» DATA TO USE
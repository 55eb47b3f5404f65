//! Server configuration.
//!
//! [`ServerConfig`] is read from TOML; every field has a default, so an empty
//! file is a valid configuration:
//!
//! ```toml
//! host = "0.0.0.0"
//! port = 8080
//! workers = 4
//! backend = "prefork"        # or "dispatch"
//! body_buffer_limit = 1048576
//! max_request_size = 8388608
//! keep_alive = true
//! request_timeout_secs = 30
//! ```

use std::{
    fs,
    net::SocketAddr,
    num::NonZeroUsize,
    path::Path,
    thread,
    time::Duration,
};

use serde::Deserialize;
use thiserror::Error;

#[derive(Debug, Error)]
pub enum ConfigError {
    #[error("failed to read {path}: {source}")]
    Io {
        path: String,
        #[source]
        source: std::io::Error,
    },

    #[error("invalid configuration: {0}")]
    Parse(#[from] toml::de::Error),

    #[error("invalid listen address {0}")]
    Address(String),

    #[error("{0}")]
    Invalid(&'static str),
}

/// Which socket backend serves connections.
#[derive(Debug, Clone, Copy, Default, PartialEq, Eq, Deserialize)]
#[serde(rename_all = "lowercase")]
pub enum BackendKind {
    /// One listener per worker thread, all bound to the same port.
    #[default]
    Prefork,
    /// One acceptor handing connections to worker threads.
    Dispatch,
}

impl BackendKind {
    pub fn as_str(self) -> &'static str {
        match self {
            Self::Prefork => "prefork",
            Self::Dispatch => "dispatch",
        }
    }
}

#[derive(Debug, Clone, Deserialize)]
#[serde(default, deny_unknown_fields)]
pub struct ServerConfig {
    pub host: String,
    pub port: u16,
    /// Worker threads; `0` means one per available CPU.
    pub workers: usize,
    pub backend: BackendKind,
    /// Bodies up to this size are buffered and parsed; larger ones are streamed.
    pub body_buffer_limit: usize,
    /// Requests whose head or declared body exceed this are rejected with 413.
    /// Heads are additionally capped at 64 KiB.
    pub max_request_size: usize,
    pub keep_alive: bool,
    /// Per-request deadline for the middleware chain; unset means none.
    pub request_timeout_secs: Option<u64>,
}

impl Default for ServerConfig {
    fn default() -> Self {
        Self {
            host: "127.0.0.1".to_owned(),
            port: 8080,
            workers: 0,
            backend: BackendKind::Prefork,
            body_buffer_limit: 1024 * 1024,
            max_request_size: 8 * 1024 * 1024,
            keep_alive: true,
            request_timeout_secs: None,
        }
    }
}

impl ServerConfig {
    /// Parses and validates a TOML document.
    pub fn from_toml_str(source: &str) -> Result<Self, ConfigError> {
        let config: Self = toml::from_str(source)?;
        config.validate()?;
        Ok(config)
    }

    /// Reads and validates a TOML file.
    pub fn load(path: impl AsRef<Path>) -> Result<Self, ConfigError> {
        let path = path.as_ref();
        let source = fs::read_to_string(path).map_err(|source| ConfigError::Io {
            path: path.display().to_string(),
            source,
        })?;
        Self::from_toml_str(&source)
    }

    pub fn validate(&self) -> Result<(), ConfigError> {
        self.addr()?;
        if self.max_request_size == 0 {
            return Err(ConfigError::Invalid("max_request_size must be positive"));
        }
        if self.body_buffer_limit > self.max_request_size {
            return Err(ConfigError::Invalid(
                "body_buffer_limit must not exceed max_request_size",
            ));
        }
        if self.request_timeout_secs == Some(0) {
            return Err(ConfigError::Invalid("request_timeout_secs must be positive"));
        }
        Ok(())
    }

    pub fn addr(&self) -> Result<SocketAddr, ConfigError> {
        let addr = format!("{}:{}", self.host, self.port);
        addr.parse().map_err(|_| ConfigError::Address(addr))
    }

    /// Resolved worker count.
    pub fn worker_count(&self) -> usize {
        if self.workers > 0 {
            return self.workers;
        }
        thread::available_parallelism()
            .map(NonZeroUsize::get)
            .unwrap_or(1)
    }

    pub fn request_timeout(&self) -> Option<Duration> {
        self.request_timeout_secs.map(Duration::from_secs)
    }
}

» WHAT IS REQUIRED
Every line of the entries above that holds "file" should be copied out.

» ANSWER TO THIS PROBLEM
//! file is a valid configuration:
    /// Reads and validates a TOML file.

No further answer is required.